Within the records below, reproduce without change the lines from the line that has "async fn main()" through the line that has "use crate::geo::Coordinate;", and only those.
Data below:
//! Binary crate for the `voyage` command-line tool.
//!
//! This crate focuses on:
//! - Parsing CLI arguments
//! - Interactive configuration
//! - Human-friendly output formatting

use clap::Parser;
use tracing_subscriber::EnvFilter;

mod cli;
mod output;

#[tokio::main]
async fn main() -> anyhow::Result<()> {
    // Logs go to stderr so `--json` output stays parseable.
    tracing_subscriber::fmt()
        .with_env_filter(
            EnvFilter::try_from_default_env().unwrap_or_else(|_| EnvFilter::new("warn")),
        )
        .with_writer(std::io::stderr)
        .init();

    let cmd = cli::Cli::parse();
    cmd.run().await
}
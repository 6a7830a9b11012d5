//! Coalescing of repeated advisory requests from nearly the same place.

use chrono::{DateTime, Duration, Utc};
use serde::{Deserialize, Serialize};

use crate::config::AdvisorySettings;
use crate::geo::Coordinate;
use crate::model::SpeedAdvisory;

/// What the recency guard did with a freshly computed recommendation.
#[derive(Debug, Clone, Copy, PartialEq, Eq, Serialize, Deserialize)]
#[serde(rename_all = "lowercase")]
pub enum Disposition {
    /// A new advisory row was appended.
    Created,
    /// The vessel's latest advisory was updated in place.
    Refreshed,
}

#[derive(Debug, Clone, Copy, PartialEq)]
pub struct RecencyPolicy {
    pub window: Duration,
    pub tolerance_deg: f64,
}

impl Default for RecencyPolicy {
    fn default() -> Self {
        Self {
            window: Duration::hours(1),
            tolerance_deg: 0.01,
        }
    }
}

impl From<&AdvisorySettings> for RecencyPolicy {
    /// Windows too large for a `chrono::Duration` saturate to `Duration::MAX`.
    fn from(settings: &AdvisorySettings) -> Self {
        let window = i64::try_from(settings.coalesce_window_secs)
            .ok()
            .and_then(Duration::try_seconds)
            .unwrap_or(Duration::MAX);

        Self {
            window,
            tolerance_deg: settings.coalesce_tolerance_deg,
        }
    }
}

impl RecencyPolicy {
    /// True when `last` is recent and close enough to be refreshed in place.
    ///
    /// Positions are compared as canonical hundredths so a one-step move
    /// (exactly 0.01 deg) never slips under a 0.01 tolerance through float error.
    pub fn should_coalesce(
        &self,
        last: &SpeedAdvisory,
        position: Coordinate,
        now: DateTime<Utc>,
    ) -> bool {
        if now - last.timestamp >= self.window {
            return false;
        }

        let (last_lat, last_lon) = last.position.hundredths();
        let (lat, lon) = position.hundredths();

        self.within_tolerance(last_lat, lat) && self.within_tolerance(last_lon, lon)
    }

    fn within_tolerance(&self, a_e2: i32, b_e2: i32) -> bool {
        f64::from((a_e2 - b_e2).abs()) / 100.0 < self.tolerance_deg
    }
}
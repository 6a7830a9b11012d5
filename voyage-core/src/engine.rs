//! The library boundary consumed by the enclosing application.

use std::sync::Arc;

use tracing::{debug, info};

use crate::advisory::{Disposition, RecencyPolicy, SpeedAdvisoryResult, recommend_speed};
use crate::alert::derive_alerts;
use crate::clock::Clock;
use crate::config::Config;
use crate::error::AdvisoryError;
use crate::forecast::ForecastAdapter;
use crate::geo::{Coordinate, distance_km};
use crate::model::{
    AdvisoryDraft, ForecastSnapshot, HazardAlert, MAX_FORECAST_DAY, SpeedAdvisory, UserId, Vessel,
    VesselId,
};
use crate::provider::ForecastProvider;
use crate::severity::sort_by_severity;
use crate::store::Storage;

pub const DEFAULT_HISTORY_LIMIT: usize = 10;

/// A query circle for [`AdvisoryEngine::list_active_alerts`].
#[derive(Debug, Clone, Copy, PartialEq)]
pub struct SearchArea {
    pub center: Coordinate,
    pub radius_km: f64,
}

impl SearchArea {
    pub fn new(lat: f64, lon: f64, radius_km: f64) -> Result<Self, AdvisoryError> {
        let center = Coordinate::new(lat, lon)?;
        if !radius_km.is_finite() || radius_km < 0.0 {
            return Err(AdvisoryError::InvalidRadius(radius_km));
        }
        Ok(Self { center, radius_km })
    }

    /// True when the alert footprint intersects this circle.
    pub fn overlaps(&self, alert: &HazardAlert) -> bool {
        distance_km(self.center, alert.center) <= self.radius_km + alert.radius_km
    }
}

pub struct AdvisoryEngine {
    storage: Arc<dyn Storage>,
    clock: Arc<dyn Clock>,
    forecasts: ForecastAdapter,
    recency: RecencyPolicy,
    baseline_knots: f64,
}

impl AdvisoryEngine {
    pub fn new(
        storage: Arc<dyn Storage>,
        provider: Arc<dyn ForecastProvider>,
        clock: Arc<dyn Clock>,
        config: &Config,
    ) -> Self {
        let forecasts = ForecastAdapter::new(
            storage.clone(),
            provider,
            clock.clone(),
            config.alerts.clone(),
            config.fetch.clone(),
        );

        Self {
            storage,
            clock,
            forecasts,
            recency: RecencyPolicy::from(&config.advisory),
            baseline_knots: config.advisory.baseline_speed_knots,
        }
    }

    pub fn forecasts(&self) -> &ForecastAdapter {
        &self.forecasts
    }

    /// Snapshot for the rounded position and day, fetched upstream if absent.
    pub async fn get_or_fetch_forecast(
        &self,
        lat: f64,
        lon: f64,
        day: u8,
    ) -> Result<ForecastSnapshot, AdvisoryError> {
        let at = Coordinate::new(lat, lon)?;
        self.forecasts.get_or_fetch(at, day).await
    }

    /// Stored days `0..=days` for the rounded position, ascending.
    ///
    /// Fetches upstream when today's snapshot is missing or out of date.
    /// Rows left over from an earlier ingestion date are never listed.
    /// `days` defaults to the full horizon.
    pub async fn forecast(
        &self,
        lat: f64,
        lon: f64,
        days: Option<u8>,
    ) -> Result<Vec<ForecastSnapshot>, AdvisoryError> {
        let at = Coordinate::new(lat, lon)?;
        let days = days.unwrap_or(MAX_FORECAST_DAY + 1);

        self.forecasts.get_or_fetch(at, 0).await?;

        let (lat_e2, lon_e2) = at.hundredths();
        let mut snapshots: Vec<ForecastSnapshot> = self
            .storage
            .snapshots_at(lat_e2, lon_e2)
            .await?
            .into_iter()
            .filter(|s| s.key.day <= days && self.forecasts.is_current(s))
            .collect();
        snapshots.sort_by_key(|s| s.key.day);

        Ok(snapshots)
    }

    /// Computes a speed recommendation for today's weather at the position
    /// and persists it under the recency policy.
    ///
    /// The latest-advisory read and the following write are not atomic.
    /// Concurrent calls for one vessel inside the coalescing window may
    /// append duplicate rows or lose an update; neither is reported.
    pub async fn compute_advisory(
        &self,
        requester: &UserId,
        vessel_id: VesselId,
        lat: f64,
        lon: f64,
        baseline_knots: Option<f64>,
    ) -> Result<SpeedAdvisoryResult, AdvisoryError> {
        let position = Coordinate::new(lat, lon)?;
        let baseline = baseline_knots.unwrap_or(self.baseline_knots);
        if !baseline.is_finite() || baseline < 0.0 {
            return Err(AdvisoryError::InvalidBaseline(baseline));
        }

        self.owned_vessel(requester, vessel_id).await?;

        let snapshot = self.forecasts.get_or_fetch(position, 0).await?;
        let recommendation = recommend_speed(baseline, &snapshot.conditions())?;

        let now = self.clock.now();
        let position = position.rounded();

        if let Some(mut last) = self.storage.latest_advisory(vessel_id).await? {
            if self.recency.should_coalesce(&last, position, now) {
                last.timestamp = now;
                last.recommendation = recommendation;
                self.storage.update_advisory(last.clone()).await?;

                info!(
                    vessel = %vessel_id,
                    advisory = last.id.0,
                    knots = last.recommendation.recommended_knots,
                    "Refreshed speed advisory"
                );
                return Ok(SpeedAdvisoryResult {
                    advisory: last,
                    disposition: Disposition::Refreshed,
                });
            }
        }

        let advisory = self
            .storage
            .insert_advisory(AdvisoryDraft {
                vessel_id,
                position,
                timestamp: now,
                recommendation,
            })
            .await?;

        info!(
            vessel = %vessel_id,
            advisory = advisory.id.0,
            knots = advisory.recommendation.recommended_knots,
            "Stored speed advisory"
        );
        Ok(SpeedAdvisoryResult {
            advisory,
            disposition: Disposition::Created,
        })
    }

    /// The vessel's advisories, newest first.
    pub async fn advisory_history(
        &self,
        requester: &UserId,
        vessel_id: VesselId,
        limit: Option<usize>,
    ) -> Result<Vec<SpeedAdvisory>, AdvisoryError> {
        self.owned_vessel(requester, vessel_id).await?;
        let limit = limit.unwrap_or(DEFAULT_HISTORY_LIMIT);
        Ok(self.storage.advisories(vessel_id, limit).await?)
    }

    /// Runs the alert rules over a stored snapshot, centred on its rounded
    /// position, and dedup-inserts the results.
    pub async fn derive_and_store_alerts(
        &self,
        snapshot: &ForecastSnapshot,
    ) -> Result<Vec<HazardAlert>, AdvisoryError> {
        let candidates = derive_alerts(
            snapshot,
            snapshot.key.coordinate(),
            self.forecasts.rules(),
            self.clock.now(),
        );
        self.forecasts.store_alerts(candidates).await
    }

    /// Active alerts, optionally limited to those overlapping `area`, most
    /// severe first.
    pub async fn list_active_alerts(
        &self,
        area: Option<SearchArea>,
    ) -> Result<Vec<HazardAlert>, AdvisoryError> {
        let now = self.clock.now();

        let mut alerts: Vec<HazardAlert> = self
            .storage
            .alerts()
            .await?
            .into_iter()
            .map(|mut alert| {
                alert.refresh_activity(now);
                alert
            })
            .filter(|alert| alert.is_active)
            .filter(|alert| area.is_none_or(|area| area.overlaps(alert)))
            .collect();

        sort_by_severity(&mut alerts);
        debug!(count = alerts.len(), "Listed active alerts");

        Ok(alerts)
    }

    async fn owned_vessel(
        &self,
        requester: &UserId,
        vessel_id: VesselId,
    ) -> Result<Vessel, AdvisoryError> {
        let vessel = self
            .storage
            .vessel(vessel_id)
            .await?
            .ok_or(AdvisoryError::NotFound(vessel_id))?;

        if vessel.owner != *requester {
            return Err(AdvisoryError::AccessDenied(vessel_id));
        }

        Ok(vessel)
    }
}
End of Data.
(Answer for this exercise)
async fn main() -> anyhow::Result<()> {
    // Logs go to stderr so `--json` output stays parseable.
    tracing_subscriber::fmt()
        .with_env_filter(
            EnvFilter::try_from_default_env().unwrap_or_else(|_| EnvFilter::new("warn")),
        )
        .with_writer(std::io::stderr)
        .init();

    let cmd = cli::Cli::parse();
    cmd.run().await
}
repository 6a7830a9b11012d5
//! Coalescing of repeated advisory requests from nearly the same place.

use chrono::{DateTime, Duration, Utc};
use serde::{Deserialize, Serialize};

use crate::config::AdvisorySettings;
use crate::geo::Coordinate;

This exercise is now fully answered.